Il giorno 21 Maggio 1797 venivano scarcerati dai Francesi il Vescovo, Garavetta e molti altri.

Umberto Sartori


Note

Nota 1 - Giovanelli dimentica di rilevare che la debolezza delle difese in Terraferma era stata accuratamente preparata da lui e dai suoi complici, a partire dal rifiuto di armare i bergamaschi del Bidasio. I numeri posti in campo da Victor ancora ci raccontano di quanto fosse intrinsecamente debole la posizione bellica dei Napoleonici in Italia. Se lo Stato Veneto avesse voluto difendersi, l'Armata non avrebbe mai varcato i confini. Anche a fronte di una decisione tardiva, con i 40.000 volontari di Verona congedati da Battaja, Napoleone sarebbe stato annientato in Tirolo, stante la debolezza con cui aveva protetto le proprie retrovie. Ma abbiamo ormai ragionevole e documentata certezza che la prima avventura Napoleonica in Italia non si evolse per gesta militari. Tutto era già stato deciso, la partita si giocò nei Gabinetti di governo e in quelli dell'alta finanza.

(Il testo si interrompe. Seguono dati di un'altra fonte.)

#[cfg(test)]
mod tests {
    use super::*;
    use crate::config::settings::StorageBackend;
    use crate::storage::Collection;
    use std::sync::Arc;
    use std::thread;

    fn catalog() -> CharacterCatalog {
        CharacterCatalog::bundled().unwrap()
    }

    fn report(p1: &str, p2: &str, ranked: bool, winner: &str) -> MatchReport {
        MatchReport {
            player1: PlayerRef::token(p1),
            player2: PlayerRef::token(p2),
            character1: "Marth".to_string(),
            character2: "Sheik".to_string(),
            ranked,
            winner: PlayerRef::token(winner),
            stocks: 3,
            percentage: 42.0,
        }
    }

    fn tier_of(ladder: &Ladder, name: &str) -> Tier {
        ladder.find(&PlayerRef::token(name)).unwrap().unwrap().current_tier
    }

    /// X on A+, Y on A- (adjacent)
    fn seed_adjacent_pair(ladder: &Ladder) {
        ladder.register("X", "1001").unwrap();
        ladder.register("Y", "1002").unwrap();
        ladder.set_tier(&PlayerRef::token("X"), Tier::APlus).unwrap();
        ladder.set_tier(&PlayerRef::token("Y"), Tier::AMinus).unwrap();
    }

    fn adjacent_pair() -> Ladder {
        let ladder = Ladder::in_memory(catalog()).unwrap();
        seed_adjacent_pair(&ladder);
        ladder
    }

    struct FailingStore;

    impl DocumentStore for FailingStore {
        fn load(&self, _collection: Collection) -> anyhow::Result<Option<String>> {
            Ok(None)
        }

        fn commit(&self, _writes: &[DocumentWrite]) -> anyhow::Result<()> {
            anyhow::bail!("disk unplugged")
        }
    }

    /// Accepts single-document commits. A multi-document commit fails, after
    /// applying its first `applied` writes when that is non-zero.
    struct PairFailingStore {
        inner: MemoryStore,
        applied: usize,
    }

    impl DocumentStore for PairFailingStore {
        fn load(&self, collection: Collection) -> anyhow::Result<Option<String>> {
            self.inner.load(collection)
        }

        fn commit(&self, writes: &[DocumentWrite]) -> anyhow::Result<()> {
            if writes.len() < 2 {
                return self.inner.commit(writes);
            }
            if self.applied > 0 {
                self.inner.commit(&writes[..self.applied])?;
            }
            anyhow::bail!("disk full after {} of {} documents", self.applied, writes.len())
        }
    }

    struct ConflictingStore;

    impl DocumentStore for ConflictingStore {
        fn load(&self, _collection: Collection) -> anyhow::Result<Option<String>> {
            Ok(None)
        }

        fn commit(&self, writes: &[DocumentWrite]) -> anyhow::Result<()> {
            Err(VersionConflict {
                collection: writes[0].collection,
                expected: writes[0].expected,
                found: writes[0].expected + 1,
            }
            .into())
        }
    }

    fn pair_failing_ladder(applied: usize) -> Ladder {
        let store = PairFailingStore {
            inner: MemoryStore::new(),
            applied,
        };
        let ladder = Ladder::open(Box::new(store), catalog(), &AppConfig::new()).unwrap();
        seed_adjacent_pair(&ladder);
        ladder
    }

    #[test]
    fn test_upset_scenario() {
        let ladder = adjacent_pair();

        let outcome = ladder.record_match(&report("X", "Y", true, "Y")).unwrap();

        assert!(outcome.tier_changed());
        assert_eq!(tier_of(&ladder, "X"), Tier::AMinus);
        assert_eq!(tier_of(&ladder, "Y"), Tier::APlus);
    }

    #[test]
    fn test_favourite_scenario() {
        let ladder = adjacent_pair();

        let outcome = ladder.record_match(&report("X", "Y", true, "X")).unwrap();

        assert!(!outcome.tier_changed());
        assert_eq!(tier_of(&ladder, "X"), Tier::APlus);
        assert_eq!(tier_of(&ladder, "Y"), Tier::AMinus);
    }

    #[test]
    fn test_removal_keeps_tier_swap() {
        let ladder = adjacent_pair();
        let outcome = ladder.record_match(&report("X", "Y", true, "Y")).unwrap();
        ladder
            .attach_post(outcome.record.id, PostRef("announcement-1".to_string()))
            .unwrap();
        let stored = ladder.match_record(outcome.record.id).unwrap().unwrap();
        assert_eq!(stored.post_ref, Some(PostRef("announcement-1".to_string())));

        let removed = ladder.remove_match(outcome.record.id).unwrap();

        assert_eq!(removed.post_ref, Some(PostRef("announcement-1".to_string())));
        assert!(ladder.matches().unwrap().is_empty());
        let stats = ladder.overall_stats(&PlayerRef::token("Y")).unwrap();
        assert_eq!(stats.tally.overall.games, 0);
        assert_eq!(tier_of(&ladder, "Y"), Tier::APlus);
    }

    #[test]
    fn test_rejected_match_leaves_state_unchanged() {
        let ladder = adjacent_pair();
        ladder.register("Z", "1003").unwrap();
        let players_before = ladder.players().unwrap();

        let result = ladder.record_match(&report("X", "Z", true, "Z"));

        assert!(matches!(result, Err(LadderError::TierMismatch(_, _))));
        assert!(ladder.matches().unwrap().is_empty());
        assert_eq!(ladder.players().unwrap(), players_before);
    }

    #[test]
    fn test_duplicate_account() {
        let ladder = adjacent_pair();
        let result = ladder.register("Other", "1001");
        assert!(matches!(result, Err(LadderError::DuplicateAccount(_))));
        assert_eq!(ladder.players().unwrap().len(), 2);
    }

    #[test]
    fn test_failed_commit_keeps_snapshot() {
        let ladder = Ladder::open(Box::new(FailingStore), catalog(), &AppConfig::new()).unwrap();

        let result = ladder.register("X", "1001");

        assert!(matches!(result, Err(LadderError::Storage(_))));
        assert!(ladder.players().unwrap().is_empty());
    }

    #[test]
    fn test_failed_upset_commit_changes_neither_collection() {
        let ladder = pair_failing_ladder(0);
        let players_before = ladder.players().unwrap();

        let result = ladder.record_match(&report("X", "Y", true, "Y"));

        assert!(matches!(result, Err(LadderError::Storage(_))));
        assert_eq!(ladder.players().unwrap(), players_before);
        assert_eq!(tier_of(&ladder, "X"), Tier::APlus);
        assert_eq!(tier_of(&ladder, "Y"), Tier::AMinus);
        assert!(ladder.matches().unwrap().is_empty());

        // The favourite winning touches only the history and still goes through
        let outcome = ladder.record_match(&report("X", "Y", true, "X")).unwrap();
        assert_eq!(outcome.record.id, 1);
    }

    #[test]
    fn test_torn_commit_shows_what_storage_holds() {
        let ladder = pair_failing_ladder(1);

        let result = ladder.record_match(&report("X", "Y", true, "Y"));

        // Only the match document made it; the next read reflects exactly that
        assert!(matches!(result, Err(LadderError::Storage(_))));
        assert_eq!(ladder.matches().unwrap().len(), 1);
        assert_eq!(tier_of(&ladder, "X"), Tier::APlus);
        assert_eq!(tier_of(&ladder, "Y"), Tier::AMinus);
    }

    #[test]
    fn test_endless_conflict_gives_up_after_timeout() {
        let mut config = AppConfig::new();
        config.guard.lock_timeout_ms = 20;
        let ladder = Ladder::open(Box::new(ConflictingStore), catalog(), &config).unwrap();

        let result = ladder.register("X", "1001");

        assert!(matches!(result, Err(LadderError::Conflict(ref c)) if c == "players"));
        assert!(ladder.players().unwrap().is_empty());
    }

    #[test]
    fn test_concurrent_disjoint_matches() {
        let ladder = Arc::new(Ladder::in_memory(catalog()).unwrap());
        for (name, account) in [("A", "1"), ("B", "2"), ("C", "3"), ("D", "4")] {
            ladder.register(name, account).unwrap();
        }

        let handles: Vec<_> = [("A", "B"), ("C", "D")]
            .into_iter()
            .map(|(p1, p2)| {
                let ladder = Arc::clone(&ladder);
                thread::spawn(move || ladder.record_match(&report(p1, p2, false, p1)).unwrap())
            })
            .collect();

        let mut ids: Vec<MatchId> = handles
            .into_iter()
            .map(|h| h.join().unwrap().record.id)
            .collect();
        ids.sort();

        assert_eq!(ids, vec![1, 2]);
        assert_eq!(ladder.matches().unwrap().len(), 2);
    }

    #[test]
    fn test_concurrent_registrations_get_distinct_ids() {
        let ladder = Arc::new(Ladder::in_memory(catalog()).unwrap());

        let handles: Vec<_> = (0..8)
            .map(|i| {
                let ladder = Arc::clone(&ladder);
                thread::spawn(move || {
                    let account = format!("{}", 5000 + i);
                    ladder.register(&format!("P{}", i), &account).unwrap().id
                })
            })
            .collect();

        let mut ids: Vec<u32> = handles.into_iter().map(|h| h.join().unwrap()).collect();
        ids.sort();
        assert_eq!(ids, (1..=8).collect::<Vec<u32>>());
    }

    fn reopen_keeps_state(config: &AppConfig) {
        {
            let ladder = Ladder::from_config(config).unwrap();
            ladder.register("X", "1001").unwrap();
            ladder.register("Y", "1002").unwrap();
            ladder.set_tier(&PlayerRef::token("X"), Tier::S).unwrap();
            ladder.set_tier(&PlayerRef::token("Y"), Tier::APlus).unwrap();
            ladder.record_match(&report("X", "Y", true, "Y")).unwrap();
        }

        let ladder = Ladder::from_config(config).unwrap();
        assert_eq!(tier_of(&ladder, "Y"), Tier::S);
        assert_eq!(tier_of(&ladder, "X"), Tier::APlus);
        assert_eq!(ladder.matches().unwrap().len(), 1);
        assert_eq!(ladder.players.lock().unwrap().version(), 5);
        assert_eq!(ladder.matches.lock().unwrap().version(), 1);
    }

    /// Two engines on one storage location, as two CLI invocations would be
    fn shared_storage_keeps_every_write(config: &AppConfig) {
        let first = Arc::new(Ladder::from_config(config).unwrap());
        let second = Arc::new(Ladder::from_config(config).unwrap());

        let alice = first.register("Alice", "100").unwrap();
        let bob = second.register("Bob", "200").unwrap();
        assert_eq!((alice.id, bob.id), (1, 2));
        assert_eq!(first.players().unwrap().len(), 2);

        let handles: Vec<_> = [Arc::clone(&first), Arc::clone(&second)]
            .into_iter()
            .enumerate()
            .map(|(side, ladder)| {
                thread::spawn(move || {
                    (0..4)
                        .map(|i| {
                            let account = format!("{}{}", side, i);
                            ladder.register(&format!("P{}", account), &account).unwrap().id
                        })
                        .collect::<Vec<u32>>()
                })
            })
            .collect();

        let mut ids: Vec<u32> = handles.into_iter().flat_map(|h| h.join().unwrap()).collect();
        ids.sort();
        assert_eq!(ids, (3..=10).collect::<Vec<u32>>());

        drop(first);
        drop(second);
        let reopened = Ladder::from_config(config).unwrap();
        assert_eq!(reopened.players().unwrap().len(), 10);
        assert_eq!(reopened.players.lock().unwrap().version(), 10);
    }

    fn json_config(name: &str) -> AppConfig {
        let dir = std::env::temp_dir().join(format!(
            "smash_ladder_service_{}_{}",
            name,
            std::process::id()
        ));
        let _ = std::fs::remove_dir_all(&dir);
        let mut config = AppConfig::new();
        config.storage.backend = StorageBackend::Json;
        config.storage.path = dir;
        config
    }

    fn sqlite_config(name: &str) -> AppConfig {
        let path = std::env::temp_dir().join(format!(
            "smash_ladder_service_{}_{}.db",
            name,
            std::process::id()
        ));
        let _ = std::fs::remove_file(&path);
        let mut config = AppConfig::new();
        config.storage.backend = StorageBackend::Sqlite;
        config.storage.path = path;
        config
    }

    #[test]
    fn test_json_backend_persists() {
        let config = json_config("json");

        reopen_keeps_state(&config);

        // Cleanup
        std::fs::remove_dir_all(&config.storage.path).unwrap();
    }

    #[test]
    fn test_sqlite_backend_persists() {
        let config = sqlite_config("sqlite");

        reopen_keeps_state(&config);

        // Cleanup
        std::fs::remove_file(&config.storage.path).unwrap();
    }

    #[test]
    fn test_json_backend_shared_between_ladders() {
        let config = json_config("json_shared");

        shared_storage_keeps_every_write(&config);

        // Cleanup
        std::fs::remove_dir_all(&config.storage.path).unwrap();
    }

    #[test]
    fn test_sqlite_backend_shared_between_ladders() {
        let config = sqlite_config("sqlite_shared");

        shared_storage_keeps_every_write(&config);

        // Cleanup
        std::fs::remove_file(&config.storage.path).unwrap();
    }
}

Nota 2 - Questa versione di Giovanelli è in conflitto con il racconto di quegli eventi riportato da Sanfermo nella sua "Condotta Ministeriale...". Kilmaine aveva infatti accettato la clausola di salvaguardia a fronte dell'offerta di Emilj, Garavetta e del Sanfermo stesso di trattenersi come ostaggi da subito. La clausola fu invece revocata in conseguenza della fuga delle Cariche che avrebbero dovuto offrirsi a loro volta in ostaggio.

Nota 3 - A questo paragrafo Tentori dedica una nota in pagina 278 che ha come argomento lo scarico di ogni responsabilità sul Circospetto Sanfermo. Egli mira a difendere le Cariche dicendo che la loro firma sulla Capitolazione era subordinata all'accettazione della clausola sulla salvaguardia delle vite e dei beni dei Cittadini. Dimentica però di associare la dichiarazione di Giovanelli sulla sua incompetenza a tale firma, che pure egli aveva apposto il giorno prima. Ci si riallaccia in questa nota alla versione dei fatti fornita da Rocco Sanfermo nella sua "Condotta Ministeriale". In occasione dei fatti relativi all'"Offizio di Sopraveglianza", istituito in Verona da Battaja e Contarini (cfr. Pubb. XXXIX) avevo ipotizzato che Tentori non conoscesse questa pubblicazione. Sono smentito con mio dispiacere, perché questo diverso uso della difesa del Sanfermo non depone a favore del nostro Abate. Egli era forse troppo intento a restringere il campo dei traditori della Patria, e si adagiò forse un poco nella demonizzazione di Sanfermo avviata e sostenuta da certa libellistica del tempo, e in particolare da quella dell'Agdollo.